“The Danish girl”: quando la scienza voleva curare “gli invertiti”
A volte ritornano. Quasi all’improvviso. No, non sono i partner dimenticati, sono i film d’autore.
E così, quasi senza nessuna previsione, è ritornato sul piccolo schermo del mio soggiorno “The Danish girl”: un film drammatico, difficile e intenso.
Per chi non l’avesse mai visto, l’ultimo contributo del regista Tom Hooper racconta la storia d’amore tra Gerda Wegener e Lili Elbe, nato Einar Wegener, artista danese conosciuta anche per essere stata la prima persona ad aver subìto un intervento chirurgico di cambiamento del sesso nel 1930.
I temi trattati dalla pellicola (e dal romanzo sul quale la pellicola è basata, “La Danese”) sono numerosi.
“The Danish girl” non è infatti solo un racconto della complessità del fenomeno transgender, ma è anche una storia d’amore complicata dove autorealizzazione e sacrificio si scontrano violentemente…
A prescindere da tutto, a prescindere quindi da tutte quelle tematiche così intime che non mi sento di poter affrontare in questa sede (fino a prova contraria, resto un convinto sostenitore dell’autodeterminazione dell’individuo…), c’è un tema che ho potuto guardare cinicamente negli occhi solo dopo aver conosciuto i drammi di una pandemia: il potere della scienza, sorry: il potere della scienza quando cessa di essere scienza e giustifica qualcosa che non le appartiene…
Nel corso del film, non a caso, quando il protagonista comprende di vivere in un corpo che non gli appartiene decide di iniziare delle ricerche e, su consiglio della moglie Gerda, si affida (controvoglia) al parere degli esperti.
Il risultato è drammatico: i libri di medicina e tutti i dottori con cui si confronta concordano nel definire “patologico” il suo atteggiamento e a inquadrare di conseguenza la sua condizione nel catalogo dei disagi psichici.
Vero, la storia è ambientata alla fine del diciottesimo secolo ma è una storia vera e indipendentemente dalla contestualizzazione storica ci ricorda un fatto che non possiamo dimenticare: la scienza ha giudicato l’omosessualità e la volontà di cambiare sesso come devianze.
Una sorte simile è accaduta anche agli ebrei, i quali durante il nazismo, sono stati perseguitati sulla base di un’interpretazione scientifica che li ha giudicati inferiori agli ariani.
Cosa significa? Anzi, cosa ha significato?
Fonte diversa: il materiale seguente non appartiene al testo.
//! Liveness probe and the JSON 404 used for unrouted paths.

use axum::Json;
use axum::http::Uri;
use serde::Serialize;
use utoipa::ToSchema;

use marquee_core::AppError;

/// Body of every error response.
#[derive(ToSchema)]
pub struct ErrorResponse {
    pub error: String,
}

#[derive(Debug, Serialize, ToSchema)]
pub struct HealthResponse {
    #[schema(example = "ok")]
    pub status: String,
}

#[utoipa::path(
    get,
    path = "/health",
    responses(
        (status = 200, description = "Service is up", body = HealthResponse)
    ),
    tag = "System"
)]
pub async fn health() -> Json<HealthResponse> {
    Json(HealthResponse {
        status: "ok".to_string(),
    })
}

pub async fn not_found(uri: Uri) -> AppError {
    tracing::debug!(path = %uri.path(), "No route for path");
    AppError::not_found(anyhow::anyhow!("Not found"))
}
//! Session gate for the admin namespace.
//!
//! Every request under the admin prefix, other than login and logout, must
//! carry a valid `admin-session` cookie whose role the [`RoleMatrix`] admits
//! for the requested path:
//!
//! ```text
//! request ─► outside namespace / public path ──────────────► handler
//!        └─► cookie missing / malformed ───────────────────► 401
//!        └─► cookie expired ─────────────► evict cookie ───► 401
//!        └─► role not allowed for path ────────────────────► 403
//!        └─► allowed ─► attach x-user-id / x-user-role ────► handler
//! ```
//!
//! [`RoleMatrix`]: marquee_auth::RoleMatrix

use axum::{
    extract::{Request, State},
    http::{HeaderName, HeaderValue},
    middleware::Next,
    response::{IntoResponse, Response},
};
use axum_extra::extract::cookie::CookieJar;
use tracing::{debug, warn};

use marquee_auth::{SessionPayload, SessionState};
use marquee_core::AppError;

use crate::metrics::track_gate_decision;
use crate::state::AppState;

pub const USER_ID_HEADER: HeaderName = HeaderName::from_static("x-user-id");
pub const USER_ROLE_HEADER: HeaderName = HeaderName::from_static("x-user-role");

const AUTHENTICATION_REQUIRED: &str = "Authentication required";
const INSUFFICIENT_PERMISSIONS: &str = "Insufficient permissions";

/// How the gate disposed of a request.
#[derive(Debug, Clone, Copy, PartialEq, Eq)]
pub enum GateOutcome {
    Bypassed,
    Forwarded,
    MissingSession,
    MalformedSession,
    ExpiredSession,
    InsufficientRole,
}

impl GateOutcome {
    pub fn as_str(&self) -> &'static str {
        match self {
            GateOutcome::Bypassed => "bypassed",
            GateOutcome::Forwarded => "forwarded",
            GateOutcome::MissingSession => "missing_session",
            GateOutcome::MalformedSession => "malformed_session",
            GateOutcome::ExpiredSession => "expired_session",
            GateOutcome::InsufficientRole => "insufficient_role",
        }
    }
}

pub async fn session_gate(State(state): State<AppState>, mut req: Request, next: Next) -> Response {
    let path = req.uri().path().to_owned();

    if !state.config.access.is_protected(&path) {
        track_gate_decision(GateOutcome::Bypassed);
        return next.run(req).await;
    }

    // Identity headers are only ever set by this gate.
    let headers = req.headers_mut();
    headers.remove(USER_ID_HEADER);
    headers.remove(USER_ROLE_HEADER);

    let jar = CookieJar::from_headers(req.headers());
    let state_of_session = match state.codec.read(&jar) {
        Some(token) => state.codec.inspect(&token),
        None => return reject(&path, GateOutcome::MissingSession, None),
    };

    let payload = match state_of_session {
        SessionState::Active(payload) => payload,
        SessionState::Malformed => return reject(&path, GateOutcome::MalformedSession, None),
        SessionState::Expired(payload) => {
            let jar = state.codec.evict(jar);
            let response = reject(&path, GateOutcome::ExpiredSession, Some(&payload));
            return (jar, response).into_response();
        }
    };

    let allowed_roles = match state.matrix.lookup(&path) {
        Some(requirement) => requirement.allowed_roles(),
        None => {
            warn!(
                path = %path,
                policy = %state.matrix.policy(),
                subject_id = payload.subject_id,
                role = %payload.role,
                "No role matrix entry for admin path, applying unlisted-path policy"
            );
            state.matrix.fallback()
        }
    };

    if !allowed_roles.contains(&payload.role) {
        return reject(&path, GateOutcome::InsufficientRole, Some(&payload));
    }

    debug!(
        path = %path,
        subject_id = payload.subject_id,
        role = %payload.role,
        "Admin request authorized"
    );
    track_gate_decision(GateOutcome::Forwarded);

    attach_identity(&mut req, payload);
    next.run(req).await
}

fn attach_identity(req: &mut Request, payload: SessionPayload) {
    let headers = req.headers_mut();
    headers.insert(USER_ID_HEADER, HeaderValue::from(payload.subject_id));
    headers.insert(
        USER_ROLE_HEADER,
        HeaderValue::from_static(payload.role.as_str()),
    );
    req.extensions_mut().insert(payload);
}

fn reject(path: &str, outcome: GateOutcome, payload: Option<&SessionPayload>) -> Response {
    match payload {
        Some(payload) => warn!(
            path = %path,
            reason = outcome.as_str(),
            subject_id = payload.subject_id,
            role = %payload.role,
            "Admin request rejected"
        ),
        None => warn!(path = %path, reason = outcome.as_str(), "Admin request rejected"),
    }
    track_gate_decision(outcome);

    let error = match outcome {
        GateOutcome::InsufficientRole => AppError::forbidden(INSUFFICIENT_PERMISSIONS),
        _ => AppError::unauthorized(AUTHENTICATION_REQUIRED),
    };
    error.into_response()
}
//! # Marquee Core
//!
//! Foundational types shared by every Marquee crate:
//!
//! - [`errors`]: the [`AppError`] type and its JSON response conversion
//! - [`password`]: bcrypt hashing and verification for admin credentials
//!
//! # Example
//!
//! ```ignore
//! use marquee_core::{AppError, verify_password};
//!
//! if !verify_password(&candidate, &account.password_hash)? {
//!     return Err(AppError::unauthorized("Invalid email or password"));
//! }
//! ```

pub mod errors;
pub mod password;

pub use errors::AppError;
pub use password::{hash_password, hash_password_with_cost, verify_password};
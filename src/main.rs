use anyhow::Context;
use dotenvy::dotenv;
use tracing::info;

use marquee::logging::init_tracing;
use marquee::metrics::{init_metrics, metrics_app};
use marquee::router::init_router;
use marquee::state::AppState;
use marquee_config::AppConfig;

#[tokio::main]
async fn main() -> anyhow::Result<()> {
    dotenv().ok();

    let config = AppConfig::from_env();
    let _guard = init_tracing(&config.observability)?;
    let metrics_handle = init_metrics(&config.observability)?;

    let address = config.server.bind_address();
    let state = AppState::from_config(config)?;

    let mut app = init_router(state);
    if let Some(handle) = metrics_handle {
        app = app.merge(metrics_app(handle));
    }

    let listener = tokio::net::TcpListener::bind(&address)
        .await
        .with_context(|| format!("failed to bind {address}"))?;
    info!(address = %address, "Server running");

    axum::serve(listener, app)
        .with_graceful_shutdown(shutdown_signal())
        .await
        .context("server error")?;

    info!("Server stopped");
    Ok(())
}

async fn shutdown_signal() {
    if let Err(err) = tokio::signal::ctrl_c().await {
        tracing::error!(error = %err, "Failed to listen for shutdown signal");
    }
}
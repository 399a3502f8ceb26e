use std::fmt;
use std::str::FromStr;

use serde::{Deserialize, Serialize};
use utoipa::ToSchema;

/// Admin panel role carried by every session.
#[derive(
    Clone, Copy, Debug, PartialEq, Eq, Hash, PartialOrd, Ord, Serialize, Deserialize, ToSchema,
)]
#[serde(rename_all = "lowercase")]
pub enum Role {
    Admin,
    Editor,
    Viewer,
}

impl Role {
    pub const ALL: [Role; 3] = [Role::Admin, Role::Editor, Role::Viewer];

    pub fn as_str(&self) -> &'static str {
        match self {
            Role::Admin => "admin",
            Role::Editor => "editor",
            Role::Viewer => "viewer",
        }
    }
}

impl fmt::Display for Role {
    fn fmt(&self, f: &mut fmt::Formatter<'_>) -> fmt::Result {
        f.write_str(self.as_str())
    }
}

#[derive(Debug, Clone, PartialEq, Eq)]
pub struct ParseRoleError(String);

impl fmt::Display for ParseRoleError {
    fn fmt(&self, f: &mut fmt::Formatter<'_>) -> fmt::Result {
        write!(f, "invalid role: {}", self.0)
    }
}

impl std::error::Error for ParseRoleError {}

impl FromStr for Role {
    type Err = ParseRoleError;

    fn from_str(s: &str) -> Result<Self, Self::Err> {
        match s {
            "admin" => Ok(Role::Admin),
            "editor" => Ok(Role::Editor),
            "viewer" => Ok(Role::Viewer),
            other => Err(ParseRoleError(other.to_string())),
        }
    }
}
use utoipa::openapi::security::{ApiKey, ApiKeyValue, SecurityScheme};
use utoipa::{Modify, OpenApi};

use crate::modules::auth::model::{
    AdminUser, LoginRequest, LoginResponse, MessageResponse, SessionResponse,
};
use crate::modules::system::{ErrorResponse, HealthResponse};
use marquee_auth::Role;
use marquee_config::session::DEFAULT_COOKIE_NAME;

#[derive(OpenApi)]
#[openapi(
    paths(
        crate::modules::auth::controller::login,
        crate::modules::auth::controller::logout,
        crate::modules::auth::controller::current_session,
        crate::modules::system::health,
    ),
    components(
        schemas(
            Role,
            AdminUser,
            LoginRequest,
            LoginResponse,
            SessionResponse,
            MessageResponse,
            HealthResponse,
            ErrorResponse,
        )
    ),
    modifiers(&SecurityAddon),
    tags(
        (name = "Authentication", description = "Admin sign-in, sign-out and session endpoints"),
        (name = "System", description = "Liveness")
    ),
    info(
        title = "Marquee Admin API",
        version = "0.1.0",
        description = "Session-cookie authentication and role-based access for the Marquee admin panel.",
        license(
            name = "MIT"
        )
    )
)]
pub struct ApiDoc;

struct SecurityAddon;

impl Modify for SecurityAddon {
    fn modify(&self, openapi: &mut utoipa::openapi::OpenApi) {
        if let Some(components) = openapi.components.as_mut() {
            components.add_security_scheme(
                "session_cookie",
                SecurityScheme::ApiKey(ApiKey::Cookie(ApiKeyValue::new(DEFAULT_COOKIE_NAME))),
            )
        }
    }
}
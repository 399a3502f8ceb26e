//! Admin sign-in, sign-out and session introspection.

pub mod controller;
pub mod model;
pub mod router;
pub mod service;
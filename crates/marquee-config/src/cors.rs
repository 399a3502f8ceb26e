use std::env;

#[derive(Clone, Debug)]
pub struct CorsConfig {
    pub allowed_origins: Vec<String>,
}

impl CorsConfig {
    pub fn from_env() -> Self {
        let raw = env::var("ALLOWED_ORIGINS")
            .unwrap_or_else(|_| "http://localhost:3000,http://localhost:5173".to_string());
        Self::from_list(&raw)
    }

    pub fn from_list(raw: &str) -> Self {
        let allowed_origins = raw
            .split(',')
            .map(|s| s.trim().to_string())
            .filter(|s| !s.is_empty())
            .collect();

        Self { allowed_origins }
    }
}

#[cfg(test)]
mod tests {
    use super::*;

    #[test]
    fn test_from_list_trims_and_skips_empty() {
        let config = CorsConfig::from_list(" https://example.com , ,https://admin.example.com,");
        assert_eq!(
            config.allowed_origins,
            vec!["https://example.com", "https://admin.example.com"]
        );
    }
}
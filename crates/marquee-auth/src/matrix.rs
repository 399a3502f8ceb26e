//! Role matrix: which roles may call which admin paths.
//!
//! Entries are kept in insertion order and the first pattern that matches a
//! path decides. Paths no entry matches get the role set implied by the
//! configured [`UnlistedPathPolicy`].

use std::collections::BTreeSet;

use anyhow::Context;
use regex::Regex;

use marquee_config::{AccessConfig, UnlistedPathPolicy};

use crate::role::Role;

pub type RoleSet = BTreeSet<Role>;

/// One row of the matrix: a path pattern and the roles it admits.
#[derive(Clone, Debug)]
pub struct RoleRequirement {
    pattern: Regex,
    allowed_roles: RoleSet,
}

impl RoleRequirement {
    pub fn new<I>(pattern: &str, allowed_roles: I) -> anyhow::Result<Self>
    where
        I: IntoIterator<Item = Role>,
    {
        let pattern =
            Regex::new(pattern).with_context(|| format!("invalid role pattern `{pattern}`"))?;

        Ok(Self {
            pattern,
            allowed_roles: allowed_roles.into_iter().collect(),
        })
    }

    pub fn pattern(&self) -> &str {
        self.pattern.as_str()
    }

    pub fn allowed_roles(&self) -> &RoleSet {
        &self.allowed_roles
    }

    pub fn matches(&self, path: &str) -> bool {
        self.pattern.is_match(path)
    }
}

#[derive(Clone, Debug)]
pub struct RoleMatrix {
    entries: Vec<RoleRequirement>,
    policy: UnlistedPathPolicy,
    fallback: RoleSet,
}

impl RoleMatrix {
    pub fn new(entries: Vec<RoleRequirement>, policy: UnlistedPathPolicy) -> Self {
        Self {
            entries,
            policy,
            fallback: fallback_roles(policy),
        }
    }

    /// The admin panel's table, rooted at the configured admin prefix.
    pub fn standard(access: &AccessConfig) -> anyhow::Result<Self> {
        use Role::{Admin, Editor, Viewer};

        let prefix = regex::escape(&access.admin_prefix);
        let rows: [(String, &[Role]); 7] = [
            (format!("^{prefix}/users(/.*)?$"), &[Admin]),
            (format!("^{prefix}/settings(/.*)?$"), &[Admin]),
            (format!("^{prefix}/backups?(/.*)?$"), &[Admin]),
            (format!("^{prefix}/integrations(/.*)?$"), &[Admin]),
            (
                format!(
                    "^{prefix}/(pages|posts|media|menus|forms|seo|redirects|translations)(/.*)?$"
                ),
                &[Admin, Editor],
            ),
            (format!("^{prefix}/analytics(/.*)?$"), &[Admin, Editor, Viewer]),
            (format!("^{prefix}/auth/session$"), &[Admin, Editor, Viewer]),
        ];

        let entries = rows
            .iter()
            .map(|(pattern, roles)| RoleRequirement::new(pattern, roles.iter().copied()))
            .collect::<anyhow::Result<Vec<_>>>()?;

        Ok(Self::new(entries, access.unlisted_policy))
    }

    /// Roles granted on protected paths no entry matches.
    pub fn fallback(&self) -> &RoleSet {
        &self.fallback
    }

    pub fn policy(&self) -> UnlistedPathPolicy {
        self.policy
    }

    /// The first entry matching `path`, if any.
    pub fn lookup(&self, path: &str) -> Option<&RoleRequirement> {
        self.entries.iter().find(|entry| entry.matches(path))
    }

    pub fn required_roles(&self, path: &str) -> &RoleSet {
        self.lookup(path)
            .map(RoleRequirement::allowed_roles)
            .unwrap_or(&self.fallback)
    }

    pub fn permits(&self, path: &str, role: Role) -> bool {
        self.required_roles(path).contains(&role)
    }
}

fn fallback_roles(policy: UnlistedPathPolicy) -> RoleSet {
    match policy {
        UnlistedPathPolicy::AllowAll => Role::ALL.into_iter().collect(),
        UnlistedPathPolicy::AdminOnly => RoleSet::from([Role::Admin]),
        UnlistedPathPolicy::DenyAll => RoleSet::new(),
    }
}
Qualcosa che, probabilmente, non abbiamo ancora imparato: giustificare delle scelte politiche (o economiche) sulla base di un dogmatismo scientifico può essere pericoloso.
Oggi, non penseremmo mai di giudicare gli omosessuali, i transgender e gli ebrei come dei malati, eppure non è passato molto tempo da quando la scienza si è prestata a fare qualcosa che non avrebbe dovuto fare…
La scienza, per sua natura, ha il compito di spiegare la realtà attraverso il metodo scientifico. Una teoria ritenuta valida oggi potrebbe essere smentita domani perché nuove scoperte e nuove tecnologie potrebbero metterci nella condizione di vedere cose che oggi non possiamo neppure immaginare…
Ragion per cui, credere fideisticamente in qualcosa che per sua definizione non accetta atti di fede, può avere senso?
La convinzione che omosessuali, transgender ed ebrei fossero malati non ha mai avuto fondamento empirico.
Quella convinzione, infatti, aveva origine da convinzioni sociali e politiche che la scienza ha tristemente cristallizzato dopo secoli…
Un errore necessario? Probabilmente. Ma se la storia ci insegna qualcosa, osservare e capire quanto drammatico sia stato strumentalizzare la ricerca per giustificare determinate opinioni, potrebbe aiutarci a ridare alla stessa un prestigio che merita non già perché ha sempre ragione, ma perché ha senso nell’umiltà che si ha di fronte alla complessità del creato.